_ACTIVITY_:
These records need to be repeated exactly, every one of them.

_ENTRIES SHOWN_:
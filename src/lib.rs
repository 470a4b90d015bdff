//! Run-length-encoded sequence storage, as used for terminal attribute rows.
//!
//! The core is [`RleVec`], a generic container that stores a flat logical
//! sequence as `(value, length)` runs and supports range replacement with
//! full splitting/coalescing semantics. [`AttrRow`] applies it to the
//! attributes of one screen-buffer row.

pub mod attr;
pub mod attr_row;
pub mod error;
pub mod rle;
mod run;

pub use attr::{AttrFlags, Color, TextAttribute};
pub use attr_row::AttrRow;
pub use error::RleError;
pub use rle::iter::{RleCursor, RleIter};
pub use rle::RleVec;
pub use run::{Run, RunLength};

_TASK RESULT_:
filename src/lib.rs
repository 470a4b90d015bdff
//! Run-length-encoded sequence storage, as used for terminal attribute rows.
//!
//! The core is [`RleVec`], a generic container that stores a flat logical
//! sequence as `(value, length)` runs and supports range replacement with
//! full splitting/coalescing semantics. [`AttrRow`] applies it to the
//! attributes of one screen-buffer row.

pub mod attr;
pub mod attr_row;
pub mod error;
pub mod rle;
mod run;

pub use attr::{AttrFlags, Color, TextAttribute};
pub use attr_row::AttrRow;
pub use error::RleError;
pub use rle::iter::{RleCursor, RleIter};
pub use rle::RleVec;
pub use run::{Run, RunLength};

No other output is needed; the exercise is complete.